Никаких средств связи у нас тоже не было, ничему такому я никого не обучал. У меня даже ни одного телефона не изъяли. Чему обучать было – по телефону разговаривать? «Джаббера» [протокол мгновенного обмена сообщениями] не было ни у меня, ни у Куксова, ни у Зорина. Никаких зашифрованных ЭВМ, как говорит обвинение, тоже не было. Даже пароля на компьютере не было. Все было абсолютно открыто. Поэтому [на следствии] не было проблем все это посмотреть и даже что-то туда закинуть. <…>

Да, я был в нескольких походах. Правда, в обвинении они почему-то называются «полевыми выходами», хотя ни один из нас их так не называл даже в признательных показаниях. Но не было ни одного мероприятия, где бы мы были только втроем с Куксовым и Зориным [по версии обвинения, членами подгруппы «Восход»]. Как тогда конспирация, опять же, соблюдается?

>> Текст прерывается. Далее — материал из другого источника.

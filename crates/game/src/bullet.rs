//! Projectiles and the fixed-capacity pool that recycles them.

use std::collections::VecDeque;

use engine_core::{Playfield, Vec2};

/// A piercing round is consumed on its fourth hit.
pub const MAX_PIERCE_HITS: u32 = 4;
/// Bullets this far outside the playfield are retired.
pub const BOUNDS_MARGIN: f32 = 20.0;
pub const DEFAULT_CAPACITY: usize = 200;

#[derive(Debug, Clone, Default)]
pub struct Bullet {
    pub pos: Vec2,
    pub vel: Vec2,
    pub damage: f32,
    pub is_enemy: bool,
    pub aoe_radius: Option<f32>,
    pub pierce: bool,
    pub pierce_hits: u32,
    /// Spawn stamp; orders bullets by age.
    pub serial: u64,
    /// Enemies already struck by this round.
    pub hit_ids: Vec<u32>,
    pub active: bool,
    in_free_list: bool,
}

impl Bullet {
    pub fn deactivate(&mut self) {
        self.active = false;
    }

    /// Record a hit on `enemy_id`. Returns true if the bullet survives it.
    pub fn register_hit(&mut self, enemy_id: u32) -> bool {
        self.hit_ids.push(enemy_id);
        if self.pierce {
            self.pierce_hits += 1;
            if self.pierce_hits < MAX_PIERCE_HITS {
                return true;
            }
        }
        self.active = false;
        false
    }

    pub fn has_hit(&self, enemy_id: u32) -> bool {
        self.hit_ids.contains(&enemy_id)
    }
}

/// Spawn parameters.
#[derive(Debug, Clone, Copy, PartialEq)]
pub struct BulletSpec {
    pub pos: Vec2,
    pub vel: Vec2,
    pub damage: f32,
    pub is_enemy: bool,
    pub aoe_radius: Option<f32>,
    pub pierce: bool,
}

impl BulletSpec {
    pub fn player(pos: Vec2, vel: Vec2, damage: f32) -> Self {
        Self {
            pos,
            vel,
            damage,
            is_enemy: false,
            aoe_radius: None,
            pierce: false,
        }
    }

    pub fn enemy(pos: Vec2, vel: Vec2, damage: f32) -> Self {
        Self {
            is_enemy: true,
            ..Self::player(pos, vel, damage)
        }
    }
}

/// Recycling projectile pool.
///
/// Slots are never freed. Spawning reuses a reclaimed slot, grows below
/// capacity, and at capacity overwrites the oldest live bullet.
#[derive(Debug)]
pub struct BulletPool {
    bullets: Vec<Bullet>,
    free: Vec<usize>,
    /// Spawn order as (slot, serial); stale entries are skipped lazily.
    order: VecDeque<(usize, u64)>,
    capacity: usize,
    next_serial: u64,
}

impl BulletPool {
    pub fn new(capacity: usize) -> Self {
        let capacity = capacity.max(1);
        Self {
            bullets: Vec::with_capacity(capacity),
            free: Vec::new(),
            order: VecDeque::with_capacity(capacity),
            capacity,
            next_serial: 0,
        }
    }

    pub fn capacity(&self) -> usize {
        self.capacity
    }

    pub fn spawn(&mut self, spec: BulletSpec) -> usize {
        let slot = if let Some(i) = self.free.pop() {
            self.bullets[i].in_free_list = false;
            i
        } else if self.bullets.len() < self.capacity {
            self.bullets.push(Bullet::default());
            self.bullets.len() - 1
        } else {
            self.take_oldest()
        };

        let serial = self.next_serial;
        self.next_serial += 1;
        let b = &mut self.bullets[slot];
        b.pos = spec.pos;
        b.vel = spec.vel;
        b.damage = spec.damage;
        b.is_enemy = spec.is_enemy;
        b.aoe_radius = spec.aoe_radius;
        b.pierce = spec.pierce;
        b.pierce_hits = 0;
        b.serial = serial;
        b.hit_ids.clear();
        b.active = true;
        b.in_free_list = false;

        self.order.push_back((slot, serial));
        if self.order.len() > self.capacity * 2 {
            let bullets = &self.bullets;
            self.order.retain(|&(i, s)| bullets[i].serial == s);
        }
        slot
    }

    /// Oldest slot still carrying its spawn serial. Only called with no
    /// free slots and the pool at capacity, so every slot has exactly one
    /// live entry in `order`.
    fn take_oldest(&mut self) -> usize {
        while let Some((i, serial)) = self.order.pop_front() {
            if self.bullets[i].serial == serial {
                if self.bullets[i].active {
                    log::trace!("bullet pool full, recycling serial {}", serial);
                }
                return i;
            }
        }
        0
    }

    /// Move active bullets and retire those that left the playfield.
    pub fn update(&mut self, dt: f32, field: &Playfield) {
        for b in self.bullets.iter_mut().filter(|b| b.active) {
            b.pos += b.vel * dt;
            if field.is_outside(b.pos, BOUNDS_MARGIN) {
                b.active = false;
            }
        }
    }

    /// Return inactive slots to the free list.
    pub fn reclaim(&mut self) {
        for (i, b) in self.bullets.iter_mut().enumerate() {
            if !b.active && !b.in_free_list {
                b.in_free_list = true;
                self.free.push(i);
            }
        }
    }

    pub fn clear(&mut self) {
        self.bullets.clear();
        self.free.clear();
        self.order.clear();
    }

    pub fn active_count(&self) -> usize {
        self.bullets.iter().filter(|b| b.active).count()
    }

    pub fn iter_active(&self) -> impl Iterator<Item = &Bullet> {
        self.bullets.iter().filter(|b| b.active)
    }

    pub fn iter_active_mut(&mut self) -> impl Iterator<Item = &mut Bullet> {
        self.bullets.iter_mut().filter(|b| b.active)
    }

    pub fn get(&self, slot: usize) -> Option<&Bullet> {
        self.bullets.get(slot)
    }
}

impl Default for BulletPool {
    fn default() -> Self {
        Self::new(DEFAULT_CAPACITY)
    }
}

#[cfg(test)]
mod tests {
    use super::*;

    fn shot(y: f32) -> BulletSpec {
        BulletSpec::player(Vec2::new(200.0, y), Vec2::new(0.0, -100.0), 10.0)
    }

    #[test]
    fn active_count_never_exceeds_capacity() {
        let mut pool = BulletPool::new(10);
        for i in 0..35 {
            pool.spawn(shot(i as f32));
            assert!(pool.active_count() <= 10);
        }
        assert_eq!(pool.active_count(), 10);
    }

    #[test]
    fn overflow_recycles_the_oldest_bullet() {
        let mut pool = BulletPool::new(3);
        let a = pool.spawn(shot(1.0));
        pool.spawn(shot(2.0));
        pool.spawn(shot(3.0));
        let d = pool.spawn(shot(4.0));
        assert_eq!(a, d, "oldest slot reused");
        let ys: Vec<f32> = pool.iter_active().map(|b| b.pos.y).collect();
        assert!(!ys.contains(&1.0));
        assert!(ys.contains(&4.0));
        // Next overflow takes the second-oldest.
        pool.spawn(shot(5.0));
        let ys: Vec<f32> = pool.iter_active().map(|b| b.pos.y).collect();
        assert!(!ys.contains(&2.0));
    }

    #[test]
    fn spawn_resets_recycled_state() {
        let mut pool = BulletPool::new(1);
        let slot = pool.spawn(BulletSpec {
            pierce: true,
            aoe_radius: Some(40.0),
            ..shot(1.0)
        });
        {
            let b = pool.iter_active_mut().next().unwrap();
            b.register_hit(3);
        }
        assert_eq!(pool.get(slot).unwrap().pierce_hits, 1);
        pool.spawn(shot(2.0));
        let b = pool.get(slot).unwrap();
        assert_eq!(b.pierce_hits, 0);
        assert!(b.hit_ids.is_empty());
        assert!(!b.pierce);
        assert_eq!(b.aoe_radius, None);
    }

    #[test]
    fn pierce_round_survives_exactly_three_hits() {
        let mut b = Bullet {
            pierce: true,
            active: true,
            ..Default::default()
        };
        assert!(b.register_hit(1));
        assert!(b.register_hit(2));
        assert!(b.register_hit(3));
        assert!(!b.register_hit(4));
        assert!(!b.active);
        assert_eq!(b.pierce_hits, MAX_PIERCE_HITS);
    }

    #[test]
    fn out_of_bounds_bullets_retire_and_are_reclaimed() {
        let field = Playfield::default();
        let mut pool = BulletPool::new(4);
        let slot = pool.spawn(shot(5.0));
        pool.update(0.5, &field);
        assert_eq!(pool.active_count(), 0);
        pool.reclaim();
        pool.reclaim();
        assert_eq!(pool.free.len(), 1, "reclaim must not double-list a slot");
        assert_eq!(pool.spawn(shot(100.0)), slot);
    }

    #[test]
    fn order_queue_stays_bounded() {
        let field = Playfield::default();
        let mut pool = BulletPool::new(5);
        for i in 0..1000 {
            pool.spawn(shot(i as f32 % 600.0));
            if i % 3 == 0 {
                pool.update(10.0, &field);
                pool.reclaim();
            }
        }
        assert!(pool.order.len() <= 10);
    }

    #[test]
    fn clear_empties_everything() {
        let mut pool = BulletPool::new(5);
        pool.spawn(shot(1.0));
        pool.clear();
        assert_eq!(pool.active_count(), 0);
        assert_eq!(pool.iter_active().count(), 0);
    }
}
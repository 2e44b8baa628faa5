//! Gates: paired left/right choices that reshape the squad.

use engine_core::{Playfield, Vec2};
use rand::Rng;
use serde::{Deserialize, Serialize};

use crate::balance::CharacterKind;
use crate::buffs::BuffGrant;

/// Seconds a gate lingers after it is crossed.
pub const DECAY_DURATION: f32 = 0.5;
/// Vertical extent of the gate band the squad must cross.
pub const GATE_DEPTH: f32 = 24.0;

#[derive(Debug, Clone, Copy, PartialEq, Serialize, Deserialize)]
pub enum GateOp {
    /// Recruit riflemen (positive) or lose members (negative).
    Add(i32),
    /// Grow to `floor(size * factor)`; never shrinks.
    Multiply(f32),
    /// Coin flip between multiplying by `win_factor` and shrinking to
    /// `floor(size * lose_factor)`.
    Gamble { win_factor: f32, lose_factor: f32, chance: f32 },
    AddType { kind: CharacterKind, count: u32 },
    Buff(BuffGrant),
}

impl GateOp {
    /// Rough desirability used by the autopilot; higher is better.
    pub fn score(&self, size: usize) -> f32 {
        let s = size as f32;
        match *self {
            GateOp::Add(n) => n as f32,
            GateOp::Multiply(f) => (s * f).floor() - s,
            GateOp::Gamble {
                win_factor,
                lose_factor,
                chance,
            } => chance * (s * win_factor - s) + (1.0 - chance) * ((s * lose_factor).floor() - s),
            GateOp::AddType { count, .. } => count as f32 * 1.5,
            GateOp::Buff(_) => 3.0,
        }
    }

    pub fn label(&self) -> String {
        match *self {
            GateOp::Add(n) if n >= 0 => format!("+{}", n),
            GateOp::Add(n) => format!("{}", n),
            GateOp::Multiply(f) => format!("x{}", f),
            GateOp::Gamble { win_factor, .. } => format!("x{}?", win_factor),
            GateOp::AddType { kind, count } => format!("+{} {}", count, kind.name()),
            GateOp::Buff(BuffGrant::Shield { charges }) => format!("shield {}", charges),
            GateOp::Buff(BuffGrant::Timed { kind, .. }) => format!("{:?}", kind),
        }
    }
}

/// Result of resolving a gamble. Drawn once, when the gate is crossed.
#[derive(Debug, Clone, Copy, PartialEq, Eq)]
pub enum GambleOutcome {
    Win,
    Lose,
}

pub fn roll_gamble<R: Rng>(rng: &mut R, chance: f32) -> GambleOutcome {
    if rng.gen::<f32>() < chance.clamp(0.0, 1.0) {
        GambleOutcome::Win
    } else {
        GambleOutcome::Lose
    }
}

/// Target squad size after a gamble.
pub fn gamble_size(size: usize, outcome: GambleOutcome, win_factor: f32, lose_factor: f32) -> usize {
    let factor = match outcome {
        GambleOutcome::Win => win_factor,
        GambleOutcome::Lose => lose_factor,
    };
    (size as f32 * factor).floor().max(0.0) as usize
}

#[derive(Debug, Clone, Copy, PartialEq, Eq)]
pub enum Side {
    Left,
    Right,
}

#[derive(Debug, Clone)]
pub struct Gate {
    pub id: u32,
    /// Centre of the gate band.
    pub y: f32,
    pub left: GateOp,
    pub right: GateOp,
    pub chosen: Option<Side>,
    decay: f32,
    active: bool,
}

impl Gate {
    pub fn new(id: u32, left: GateOp, right: GateOp, y: f32) -> Self {
        Self {
            id,
            y,
            left,
            right,
            chosen: None,
            decay: DECAY_DURATION,
            active: true,
        }
    }

    pub fn update(&mut self, dt: f32, scroll_speed: f32, field: &Playfield) {
        if !self.active {
            return;
        }
        if self.chosen.is_some() {
            self.decay -= dt;
            if self.decay <= 0.0 {
                self.active = false;
            }
        } else {
            self.y += scroll_speed * dt;
            if self.y > field.height + GATE_DEPTH {
                self.active = false;
            }
        }
    }

    /// The side the squad is standing in when it reaches the gate band.
    pub fn side_for(&self, squad_x: f32, field: &Playfield) -> Side {
        if squad_x < field.road_center() {
            Side::Left
        } else {
            Side::Right
        }
    }

    /// True while unchosen and overlapping the squad row.
    pub fn reached(&self, squad_pos: Vec2) -> bool {
        self.chosen.is_none() && self.active && (self.y - squad_pos.y).abs() <= GATE_DEPTH * 0.5
    }

    /// Lock in a side and return its op. Returns `None` if already chosen.
    pub fn choose(&mut self, side: Side) -> Option<GateOp> {
        if self.chosen.is_some() {
            return None;
        }
        self.chosen = Some(side);
        Some(match side {
            Side::Left => self.left,
            Side::Right => self.right,
        })
    }

    pub fn is_active(&self) -> bool {
        self.active
    }
}

#[cfg(test)]
mod tests {
    use super::*;
    use rand::rngs::StdRng;
    use rand::SeedableRng;

    #[test]
    fn gamble_branches() {
        assert_eq!(gamble_size(10, GambleOutcome::Lose, 3.0, 0.5), 5);
        assert_eq!(gamble_size(10, GambleOutcome::Win, 3.0, 0.5), 30);
        assert_eq!(gamble_size(7, GambleOutcome::Lose, 3.0, 0.5), 3);
    }

    #[test]
    fn gamble_roll_honours_extreme_chances() {
        let mut rng = StdRng::seed_from_u64(1);
        assert_eq!(roll_gamble(&mut rng, 1.0), GambleOutcome::Win);
        assert_eq!(roll_gamble(&mut rng, 0.0), GambleOutcome::Lose);
    }

    #[test]
    fn gate_can_only_be_chosen_once_then_decays() {
        let field = Playfield::default();
        let mut g = Gate::new(1, GateOp::Add(3), GateOp::Multiply(2.0), 600.0);
        assert!(g.reached(Vec2::new(100.0, 600.0)));
        assert_eq!(g.choose(Side::Right), Some(GateOp::Multiply(2.0)));
        assert_eq!(g.choose(Side::Left), None);
        assert!(!g.reached(Vec2::new(100.0, 600.0)));
        g.update(0.3, 100.0, &field);
        assert!(g.is_active());
        g.update(0.25, 100.0, &field);
        assert!(!g.is_active());
    }

    #[test]
    fn side_follows_road_centre() {
        let field = Playfield::default();
        let g = Gate::new(1, GateOp::Add(1), GateOp::Add(2), 0.0);
        assert_eq!(g.side_for(120.0, &field), Side::Left);
        assert_eq!(g.side_for(260.0, &field), Side::Right);
    }

    #[test]
    fn autopilot_score_prefers_growth() {
        assert!(GateOp::Multiply(2.0).score(10) > GateOp::Add(3).score(10));
        assert!(GateOp::Add(-3).score(10) < 0.0);
    }
}
//! Run controller: the per-frame loop of a single run.
//!
//! Owns every live collection (squad, enemies, boss, pickups, gates, bullets)
//! and drives them through `Road → Combat` pairs and a closing `Boss`
//! segment. Endless runs loop the whole sequence, one stage harder per cycle,
//! until the squad is wiped.
//!
//! Tick order: timers and spawns → entity AI → weapon fire → bullet
//! movement → collisions, pickups and gates → pruning → segment transitions.

use audio::{Cue, CueSink};
use engine_core::{within, Cooldown, Countdown, FrameClock, Playfield, Vec2};

use crate::balance::{Balance, BossAttack, BossKind, CharacterKind, ItemEffect, TrapEffect, UpgradeEffects};
use crate::boss::Boss;
use crate::buffs::Buffs;
use crate::bullet::BulletPool;
use crate::combat::{self, CombatLog, MemberDeath};
use crate::config::{RunMode, RunSettings};
use crate::difficulty::StageScaling;
use crate::enemy::{Enemy, EnemyContext, EnemyOutcome};
use crate::error::SimError;
use crate::events::SimEvent;
use crate::gate::{gamble_size, roll_gamble, Gate, GateOp, Side};
use crate::pickup::{Pickup, PickupKind, PICKUP_RADIUS};
use crate::result::{star_rating, survival_rate, RunResult};
use crate::snapshot::RunSnapshot;
use crate::spawner::{Spawner, GATE_INTERVAL};
use crate::squad::Squad;

/// Road scroll speed for pickups and gates, px/s.
pub const ROAD_SCROLL_SPEED: f32 = 120.0;
/// Delay before the first wave of a combat segment.
const FIRST_WAVE_DELAY: f32 = 0.5;

#[derive(Debug, Clone, Copy, PartialEq, Eq)]
pub enum SegmentKind {
    Road,
    Combat,
    Boss,
}

#[derive(Debug, Clone, Copy, PartialEq, Eq)]
pub enum RunPhase {
    Playing,
    /// Boss is down; waiting out the result delay.
    Victory,
    /// Squad wiped; the world is frozen until the sequence ends.
    Dying,
    Finished,
}

/// Running totals for the current run.
#[derive(Debug, Clone, Default, PartialEq)]
pub struct RunStats {
    pub kills: u32,
    pub gold: u32,
    pub max_squad_size: usize,
    pub members_lost: u32,
    pub combo: u32,
    pub max_combo: u32,
}

pub struct RunController {
    settings: RunSettings,
    balance: Balance,
    upgrades: UpgradeEffects,
    cues: Box<dyn CueSink>,
    clock: FrameClock,
    field: Playfield,
    spawner: Spawner,

    squad: Squad,
    enemies: Vec<Enemy>,
    boss: Option<Boss>,
    pickups: Vec<Pickup>,
    gates: Vec<Gate>,
    bullets: BulletPool,
    buffs: Buffs,

    // ── Segment state ──
    segment: SegmentKind,
    segment_index: u32,
    /// Road/combat pairs finished in the current cycle.
    pairs_done: u32,
    segment_timer: Countdown,
    waves_spawned: u32,
    wave_timer: Cooldown,
    item_timer: Cooldown,
    gate_timer: Cooldown,

    phase: RunPhase,
    /// Result delay or death sequence, depending on `phase`.
    end_timer: Countdown,
    combo_timer: Countdown,
    stats: RunStats,
    cycles: u32,
    boss_defeated: bool,

    log: CombatLog,
    events: Vec<SimEvent>,
    result: Option<RunResult>,
}
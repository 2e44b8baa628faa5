//! A single squad member.

use engine_core::{ease, Cooldown, Health, LifeState, Vec2};

use crate::balance::{CharacterKind, CharacterStats};

/// Seconds a member stays visible after its killing blow.
pub const DEATH_DURATION: f32 = 0.2;
/// Seconds of hit flash.
pub const FLASH_DURATION: f32 = 0.1;
/// Position easing toward the formation slot, per second.
const FOLLOW_RATE: f32 = 10.0;

#[derive(Debug, Clone)]
pub struct Character {
    /// Stable id, unique within a run.
    pub id: u32,
    pub kind: CharacterKind,
    pub pos: Vec2,
    /// Formation slot the member eases toward.
    pub target: Vec2,
    /// Offset of that slot from the squad anchor.
    pub slot: Vec2,
    pub health: Health,
    /// Effective stats (balance table with upgrades folded in).
    pub stats: CharacterStats,
    fire_cooldown: Cooldown,
    pub flash: f32,
    pub life: LifeState,
}

impl Character {
    pub fn new(id: u32, kind: CharacterKind, stats: CharacterStats, pos: Vec2) -> Self {
        Self {
            id,
            kind,
            pos,
            target: pos,
            slot: Vec2::ZERO,
            health: Health::new(stats.hp),
            stats,
            // Stagger the first volley so a fresh squad doesn't fire in lockstep.
            fire_cooldown: Cooldown((id % 4) as f32 * 0.05),
            flash: 0.0,
            life: LifeState::Alive,
        }
    }

    pub fn update(&mut self, dt: f32) {
        if self.life.tick(dt) {
            return;
        }
        if !self.life.is_active() {
            return;
        }
        self.pos = ease(self.pos, self.target, FOLLOW_RATE, dt);
        self.fire_cooldown.tick(dt);
        self.flash = (self.flash - dt).max(0.0);
    }

    /// Apply damage. Returns true only on the killing blow.
    pub fn take_damage(&mut self, amount: f32) -> bool {
        if !self.life.is_alive() {
            return false;
        }
        self.flash = FLASH_DURATION;
        if self.health.take_damage(amount) {
            self.life.begin_dying(DEATH_DURATION);
            return true;
        }
        false
    }

    pub fn heal(&mut self, amount: f32) {
        if self.life.is_alive() {
            self.health.heal(amount);
        }
    }

    pub fn is_alive(&self) -> bool {
        self.life.is_alive()
    }

    pub fn is_active(&self) -> bool {
        self.life.is_active()
    }

    pub fn can_fire(&self) -> bool {
        self.life.is_alive() && self.fire_cooldown.ready()
    }

    /// Restart the fire cooldown. `rate_mult` > 1 fires faster.
    pub fn fire(&mut self, rate_mult: f32) {
        let mult = if rate_mult > 0.0 { rate_mult } else { 1.0 };
        self.fire_cooldown.set(self.stats.fire_interval / mult);
    }
}

#[cfg(test)]
mod tests {
    use super::*;

    fn rifleman() -> Character {
        let kind = CharacterKind::Rifleman;
        Character::new(0, kind, kind.default_stats(), Vec2::new(200.0, 600.0))
    }

    #[test]
    fn fire_respects_cooldown_and_rate_buff() {
        let mut c = rifleman();
        assert!(c.can_fire());
        c.fire(2.0);
        assert!(!c.can_fire());
        c.update(0.19);
        assert!(!c.can_fire());
        c.update(0.02);
        assert!(c.can_fire());
    }

    #[test]
    fn death_window_lasts_exactly_the_decay_duration() {
        let mut c = rifleman();
        assert!(c.take_damage(1000.0));
        assert!(!c.take_damage(10.0), "dying members take no further damage");
        assert!(!c.can_fire());
        c.update(0.15);
        assert!(c.is_active());
        c.update(0.1);
        assert!(!c.is_active());
    }

    #[test]
    fn position_eases_toward_target() {
        let mut c = rifleman();
        c.target = Vec2::new(300.0, 600.0);
        c.update(0.05);
        assert!(c.pos.x > 200.0 && c.pos.x < 300.0);
    }

    #[test]
    fn nan_damage_is_ignored() {
        let mut c = rifleman();
        assert!(!c.take_damage(f32::NAN));
        assert!(!c.take_damage(-5.0));
        assert_eq!(c.health.current, c.health.max);
    }
}
//! Frame timing for the simulation tick.

/// Default upper bound for a single simulation step (seconds).
pub const DEFAULT_MAX_STEP: f32 = 0.05;

/// Turns raw frame deltas into clamped simulation steps.
///
/// The presentation shell owns the real clock and hands us whatever delta it
/// measured; a frame hitch must not teleport entities, so every step is
/// clamped to `max_step`. There is no sub-stepping.
#[derive(Debug, Clone)]
pub struct FrameClock {
    /// Largest step ever simulated in one tick.
    max_step: f32,
    /// Last clamped delta.
    delta: f32,
    /// Simulated seconds since the clock started.
    elapsed: f32,
    /// Ticks since the clock started.
    frame_count: u64,
}

impl Default for FrameClock {
    fn default() -> Self {
        Self::new(DEFAULT_MAX_STEP)
    }
}

impl FrameClock {
    pub fn new(max_step: f32) -> Self {
        Self {
            max_step: if max_step > 0.0 { max_step } else { DEFAULT_MAX_STEP },
            delta: 0.0,
            elapsed: 0.0,
            frame_count: 0,
        }
    }

    /// Clamp `raw_dt` and advance. Negative or NaN deltas become zero.
    pub fn advance(&mut self, raw_dt: f32) -> f32 {
        let dt = if raw_dt.is_nan() {
            0.0
        } else {
            raw_dt.clamp(0.0, self.max_step)
        };
        self.delta = dt;
        self.elapsed += dt;
        self.frame_count += 1;
        dt
    }

    pub fn delta_seconds(&self) -> f32 {
        self.delta
    }

    pub fn elapsed_seconds(&self) -> f32 {
        self.elapsed
    }

    pub fn frame_count(&self) -> u64 {
        self.frame_count
    }

    pub fn max_step(&self) -> f32 {
        self.max_step
    }
}

#[cfg(test)]
mod tests {
    use super::*;

    #[test]
    fn hitch_is_clamped_to_max_step() {
        let mut clock = FrameClock::new(0.05);
        assert_eq!(clock.advance(0.5), 0.05);
        assert_eq!(clock.advance(0.016), 0.016);
        assert_eq!(clock.frame_count(), 2);
        assert!((clock.elapsed_seconds() - 0.066).abs() < 1e-6);
    }

    #[test]
    fn bad_deltas_do_not_move_time() {
        let mut clock = FrameClock::default();
        assert_eq!(clock.advance(-1.0), 0.0);
        assert_eq!(clock.advance(f32::NAN), 0.0);
        assert_eq!(clock.elapsed_seconds(), 0.0);
    }
}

Конспирацию в пух и прах разбивает наша активная и открытая социальная деятельность, о которой уже много чего говорилось.

Илья Шакурский, адвокаты и государственный обвинитель

О казусах в признательных показаниях

- Изначально [в признательных показаниях фигурантов] участниками организации [«Сеть»*] назывались другие совсем люди, которые в дальнейшем стали свидетелями. В признательных показаниях этих людей [подсудимые] называют участниками террористического сообщества – [Руслана] Емельянова, <...> Максима Симакова, других. Всех их я называю, но в дальнейшем уже не говорю, что они являются участниками. Я, конечно, не хочу, чтобы они оказались на скамье подсудимых. Но если говорить о противоречиях в показаниях, то почему именно мы здесь, а они –  нет? <…>

Еще одно: даже в признательных показаниях — если даже их учитывать, — там такое есть: «я поссорился с организацией и вышел». Никакой стабильности состава не было.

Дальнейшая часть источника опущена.